Collected data entries

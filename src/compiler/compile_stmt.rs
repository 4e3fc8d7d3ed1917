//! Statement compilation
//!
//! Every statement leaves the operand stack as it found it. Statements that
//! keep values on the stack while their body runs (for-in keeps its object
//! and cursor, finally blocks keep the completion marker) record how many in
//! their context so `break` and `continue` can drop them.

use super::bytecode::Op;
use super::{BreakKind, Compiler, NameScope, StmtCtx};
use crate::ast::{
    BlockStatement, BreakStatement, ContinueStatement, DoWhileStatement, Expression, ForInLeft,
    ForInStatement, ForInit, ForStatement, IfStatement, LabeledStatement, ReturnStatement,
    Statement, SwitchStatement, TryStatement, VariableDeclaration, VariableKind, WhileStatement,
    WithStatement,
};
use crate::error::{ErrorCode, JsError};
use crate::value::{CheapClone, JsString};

---

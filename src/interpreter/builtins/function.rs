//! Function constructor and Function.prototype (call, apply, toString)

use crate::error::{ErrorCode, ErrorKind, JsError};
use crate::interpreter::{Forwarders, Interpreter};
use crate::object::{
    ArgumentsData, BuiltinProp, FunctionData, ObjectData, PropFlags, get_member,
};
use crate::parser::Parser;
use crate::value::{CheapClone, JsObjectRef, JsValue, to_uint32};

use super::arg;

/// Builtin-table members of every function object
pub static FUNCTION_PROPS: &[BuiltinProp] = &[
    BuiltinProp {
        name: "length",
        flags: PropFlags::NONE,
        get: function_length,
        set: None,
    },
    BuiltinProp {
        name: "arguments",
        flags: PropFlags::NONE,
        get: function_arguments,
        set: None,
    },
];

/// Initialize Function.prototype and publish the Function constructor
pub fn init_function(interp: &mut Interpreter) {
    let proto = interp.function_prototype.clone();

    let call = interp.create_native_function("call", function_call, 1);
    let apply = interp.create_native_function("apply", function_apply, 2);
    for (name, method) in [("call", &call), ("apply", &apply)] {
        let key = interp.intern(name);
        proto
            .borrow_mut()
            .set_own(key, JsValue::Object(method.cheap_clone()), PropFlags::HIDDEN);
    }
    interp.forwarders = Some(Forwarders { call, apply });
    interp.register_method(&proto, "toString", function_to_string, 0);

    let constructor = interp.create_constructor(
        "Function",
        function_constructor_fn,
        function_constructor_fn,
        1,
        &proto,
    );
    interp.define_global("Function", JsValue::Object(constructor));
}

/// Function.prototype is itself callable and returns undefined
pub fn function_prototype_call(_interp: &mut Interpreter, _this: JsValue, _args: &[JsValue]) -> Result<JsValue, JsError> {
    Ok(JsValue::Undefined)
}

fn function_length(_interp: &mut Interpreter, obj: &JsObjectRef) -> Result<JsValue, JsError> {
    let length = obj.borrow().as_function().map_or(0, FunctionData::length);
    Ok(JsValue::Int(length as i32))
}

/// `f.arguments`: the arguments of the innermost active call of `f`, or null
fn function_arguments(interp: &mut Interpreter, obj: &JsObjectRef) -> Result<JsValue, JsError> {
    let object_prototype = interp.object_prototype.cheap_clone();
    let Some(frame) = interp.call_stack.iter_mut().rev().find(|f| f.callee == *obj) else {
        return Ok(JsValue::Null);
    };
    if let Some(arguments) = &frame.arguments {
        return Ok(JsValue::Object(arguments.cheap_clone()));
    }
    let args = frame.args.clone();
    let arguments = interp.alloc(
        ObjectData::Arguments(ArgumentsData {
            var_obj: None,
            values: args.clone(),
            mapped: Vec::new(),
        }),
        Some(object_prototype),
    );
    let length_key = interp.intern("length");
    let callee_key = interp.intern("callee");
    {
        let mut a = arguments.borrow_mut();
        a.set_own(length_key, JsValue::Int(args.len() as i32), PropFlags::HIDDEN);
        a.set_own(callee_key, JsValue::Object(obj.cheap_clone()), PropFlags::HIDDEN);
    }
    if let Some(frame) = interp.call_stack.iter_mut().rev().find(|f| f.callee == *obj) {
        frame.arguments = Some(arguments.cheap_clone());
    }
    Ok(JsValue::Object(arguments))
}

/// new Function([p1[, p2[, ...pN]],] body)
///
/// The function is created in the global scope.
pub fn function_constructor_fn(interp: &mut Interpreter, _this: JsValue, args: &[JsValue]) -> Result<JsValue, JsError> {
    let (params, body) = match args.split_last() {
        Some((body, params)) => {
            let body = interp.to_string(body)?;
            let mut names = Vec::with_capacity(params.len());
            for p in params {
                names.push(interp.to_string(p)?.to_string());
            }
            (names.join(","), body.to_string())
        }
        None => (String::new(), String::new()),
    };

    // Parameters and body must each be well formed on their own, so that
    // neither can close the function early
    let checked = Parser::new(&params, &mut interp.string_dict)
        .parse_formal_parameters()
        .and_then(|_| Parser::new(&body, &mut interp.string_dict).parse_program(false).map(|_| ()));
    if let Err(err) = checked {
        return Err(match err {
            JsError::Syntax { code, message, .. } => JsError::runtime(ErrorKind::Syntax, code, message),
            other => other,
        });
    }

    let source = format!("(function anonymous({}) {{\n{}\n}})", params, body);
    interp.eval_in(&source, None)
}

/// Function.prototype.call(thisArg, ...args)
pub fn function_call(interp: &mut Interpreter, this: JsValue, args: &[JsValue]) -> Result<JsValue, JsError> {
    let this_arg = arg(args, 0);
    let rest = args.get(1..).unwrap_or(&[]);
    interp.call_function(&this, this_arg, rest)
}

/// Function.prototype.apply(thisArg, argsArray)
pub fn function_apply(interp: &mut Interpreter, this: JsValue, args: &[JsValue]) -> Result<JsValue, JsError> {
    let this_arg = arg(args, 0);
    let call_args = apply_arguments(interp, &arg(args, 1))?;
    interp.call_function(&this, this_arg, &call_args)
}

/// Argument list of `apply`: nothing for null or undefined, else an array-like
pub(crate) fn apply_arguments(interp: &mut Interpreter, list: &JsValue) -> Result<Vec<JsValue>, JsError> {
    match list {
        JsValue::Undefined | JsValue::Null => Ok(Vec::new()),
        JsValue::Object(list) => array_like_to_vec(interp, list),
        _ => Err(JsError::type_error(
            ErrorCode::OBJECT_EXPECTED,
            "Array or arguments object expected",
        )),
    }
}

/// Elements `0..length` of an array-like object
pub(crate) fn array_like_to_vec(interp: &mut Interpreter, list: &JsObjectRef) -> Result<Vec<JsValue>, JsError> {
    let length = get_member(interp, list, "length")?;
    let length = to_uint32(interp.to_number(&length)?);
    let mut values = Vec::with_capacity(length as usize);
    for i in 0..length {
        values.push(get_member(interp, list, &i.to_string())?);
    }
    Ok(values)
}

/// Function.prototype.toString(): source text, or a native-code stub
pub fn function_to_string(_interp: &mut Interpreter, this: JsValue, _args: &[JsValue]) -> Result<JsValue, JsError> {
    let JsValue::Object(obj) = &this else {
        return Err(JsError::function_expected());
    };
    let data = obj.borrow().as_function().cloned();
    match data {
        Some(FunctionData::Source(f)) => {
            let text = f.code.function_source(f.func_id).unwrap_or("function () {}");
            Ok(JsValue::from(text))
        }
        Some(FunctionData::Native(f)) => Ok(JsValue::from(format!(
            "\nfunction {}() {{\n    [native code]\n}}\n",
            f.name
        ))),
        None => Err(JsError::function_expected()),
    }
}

Work instructions:
Identify the lines in the entries above that contain "filename", then copy them out.

Written solution:
filename src/compiler/compile_stmt.rs
filename src/interpreter/builtins/function.rs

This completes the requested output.